Trovão Infinito Brasileira

Autor(a): Halk


Volume 1

Capítulo 24: De Algumas Pessoas Primeiro Vem O Surto, Depois A Conversa

Estou ao lado de Vida, boquiaberto, observando Ash atravessar a multidão com um enorme sorriso no rosto. Ninguém está sorrindo de volta, mas isso não tira a sua alegria.

Clio já não parece tão confiante assim. Continua com a mesma expressão tímida, olhando para o chão enquanto tenta evitar qualquer contato com os outros. Ele se dirige até o lado de Solares como se nada tivesse acontecido.

Ash se aproxima. Eu me ajeito para falar com ele. Porém Vida é mais rápida que eu. Ela se levanta e o encara aborrecida, o rosto ainda inchado por conta do choro recente.

— E aí, vocês viram? Eu ganhei! — fala ele.

Vida abre a boca para falar alguma coisa, mas desiste. Ela joga o lenço cheio de lagrimas e catarro em cima de Ash e sai furiosa para qualquer outro canto. 

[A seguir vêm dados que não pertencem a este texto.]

//! Newline-delimited JSON batch input files.
//!
//! Each line is one request object `{custom_id, method, url, body}`. Lines are
//! joined by `\n` with no trailing newline, in insertion order.

use super::types::BatchEndpoint;
use crate::chat::ChatCompletionRequest;
use crate::completions::CompletionRequest;
use crate::embeddings::EmbeddingRequest;
use crate::marshal::{self, JsonMarshaller, Marshaller};
use crate::{Error, Result};
use serde::de::Error as _;
use serde::{Deserialize, Deserializer, Serialize};

/// Method of every batch line.
pub const BATCH_LINE_METHOD: &str = "POST";

/// File name used when an upload request leaves it empty.
pub const DEFAULT_BATCH_FILE_NAME: &str = "@batchinput.jsonl";

/// One typed batch line; decode a single JSONL line into the matching alias.
#[derive(Debug, Clone, PartialEq, Serialize, Deserialize)]
pub struct BatchRequest<B> {
    pub custom_id: String,
    pub method: String,
    pub url: BatchEndpoint,
    pub body: B,
}

pub type BatchChatCompletionRequest = BatchRequest<ChatCompletionRequest>;
pub type BatchCompletionRequest = BatchRequest<CompletionRequest>;
pub type BatchEmbeddingRequest = BatchRequest<EmbeddingRequest>;

#[derive(Debug, Clone, PartialEq, Serialize)]
#[serde(untagged)]
pub enum BatchRequestBody {
    ChatCompletion(ChatCompletionRequest),
    Completion(CompletionRequest),
    Embedding(EmbeddingRequest),
}

impl BatchRequestBody {
    pub fn endpoint(&self) -> BatchEndpoint {
        match self {
            BatchRequestBody::ChatCompletion(_) => BatchEndpoint::ChatCompletions,
            BatchRequestBody::Completion(_) => BatchEndpoint::Completions,
            BatchRequestBody::Embedding(_) => BatchEndpoint::Embeddings,
        }
    }
}

/// Line of a batch input file with any of the supported bodies.
#[derive(Debug, Clone, PartialEq, Serialize)]
pub struct BatchLineItem {
    pub custom_id: String,
    pub method: String,
    pub url: BatchEndpoint,
    pub body: BatchRequestBody,
}

impl BatchLineItem {
    pub fn new(custom_id: impl Into<String>, body: BatchRequestBody) -> Self {
        Self {
            custom_id: custom_id.into(),
            method: BATCH_LINE_METHOD.to_string(),
            url: body.endpoint(),
            body,
        }
    }
}

// The body shape is selected by `url`; the bodies overlap too much to be told apart
// structurally.
impl<'de> Deserialize<'de> for BatchLineItem {
    fn deserialize<D>(deserializer: D) -> std::result::Result<Self, D::Error>
    where
        D: Deserializer<'de>,
    {
        #[derive(Deserialize)]
        struct Raw {
            custom_id: String,
            method: String,
            url: BatchEndpoint,
            body: serde_json::Value,
        }

        let raw = Raw::deserialize(deserializer)?;
        let body = match raw.url {
            BatchEndpoint::ChatCompletions => {
                BatchRequestBody::ChatCompletion(serde_json::from_value(raw.body).map_err(D::Error::custom)?)
            }
            BatchEndpoint::Completions => {
                BatchRequestBody::Completion(serde_json::from_value(raw.body).map_err(D::Error::custom)?)
            }
            BatchEndpoint::Embeddings => {
                BatchRequestBody::Embedding(serde_json::from_value(raw.body).map_err(D::Error::custom)?)
            }
        };
        Ok(BatchLineItem {
            custom_id: raw.custom_id,
            method: raw.method,
            url: raw.url,
            body,
        })
    }
}

/// In-memory batch input file.
///
/// `custom_id` uniqueness is the caller's responsibility; bodies are not validated.
#[derive(Debug, Clone, Default, PartialEq)]
pub struct UploadBatchFileRequest {
    /// Defaults to [`DEFAULT_BATCH_FILE_NAME`] on upload when empty.
    pub file_name: String,
    pub lines: Vec<BatchLineItem>,
}

impl UploadBatchFileRequest {
    pub fn new() -> Self {
        Self::default()
    }

    pub fn with_file_name(mut self, file_name: impl Into<String>) -> Self {
        self.file_name = file_name.into();
        self
    }

    pub fn add_chat_completion(&mut self, custom_id: impl Into<String>, body: ChatCompletionRequest) {
        self.lines
            .push(BatchLineItem::new(custom_id, BatchRequestBody::ChatCompletion(body)));
    }

    pub fn add_completion(&mut self, custom_id: impl Into<String>, body: CompletionRequest) {
        self.lines
            .push(BatchLineItem::new(custom_id, BatchRequestBody::Completion(body)));
    }

    pub fn add_embedding(&mut self, custom_id: impl Into<String>, body: EmbeddingRequest) {
        self.lines
            .push(BatchLineItem::new(custom_id, BatchRequestBody::Embedding(body)));
    }

    pub fn len(&self) -> usize {
        self.lines.len()
    }

    pub fn is_empty(&self) -> bool {
        self.lines.is_empty()
    }

    /// Encode with the default JSON marshaller.
    pub fn marshal_jsonl(&self) -> Result<Vec<u8>> {
        self.marshal_jsonl_with(&JsonMarshaller)
    }

    pub fn marshal_jsonl_with(&self, marshaller: &dyn Marshaller) -> Result<Vec<u8>> {
        let mut buf = Vec::new();
        for (i, line) in self.lines.iter().enumerate() {
            if i != 0 {
                buf.push(b'\n');
            }
            let encoded = marshal::encode(marshaller, line).map_err(Error::Marshal)?;
            buf.extend_from_slice(&encoded);
        }
        Ok(buf)
    }

    /// Parse a JSONL document back into line items. Blank lines are skipped.
    pub fn parse_jsonl(data: &[u8]) -> Result<Self> {
        let mut lines = Vec::new();
        for raw in data.split(|b| *b == b'\n') {
            if raw.iter().all(u8::is_ascii_whitespace) {
                continue;
            }
            let item: BatchLineItem = marshal::decode(&JsonMarshaller, raw).map_err(Error::Decode)?;
            lines.push(item);
        }
        Ok(Self {
            file_name: String::new(),
            lines,
        })
    }
}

— Ei! O que foi que eu fiz? — Ele pergunta para Bia.

A garota de cabelos verdes apenas dá de ombro e revira os olhos. Depois vai atrás de sua amiga, que está muito aborrecida. Me pergunto se ela vai chorar em outro canto.

— Que menina estranha. E você, Kaike! Viu só o que eu fiz? Eu ganhei do Clio! Passei a primeira fase!

Levanto uma sobrancelha para ele.

— É, eu vi. Como será que você ganhou dele, não é? Será se foi sorte? — Me aproximo dele.

— Claro que não, eu treinei muito. Você não viu os golpes que eu dei nele…?

— Para de tentar me enganar, Ash — digo, colocando o indicador no peito dele. — Foi claramente uma armação. O que foi que você fez para ele deixar a vitória ser tão fácil assim?

Ash pareceu ficar nervoso, dando alguns passos para trás.

— D-do que você tá falando? E-eu ganhei por mim mesmo! Não fiz nenhum contrato ou coisa do tipo…

— Então você fez um contrato com ele? — pergunto e parece que acertei porque Ash imediatamente bate a mão na testa. — O que foi que você negociou com ele?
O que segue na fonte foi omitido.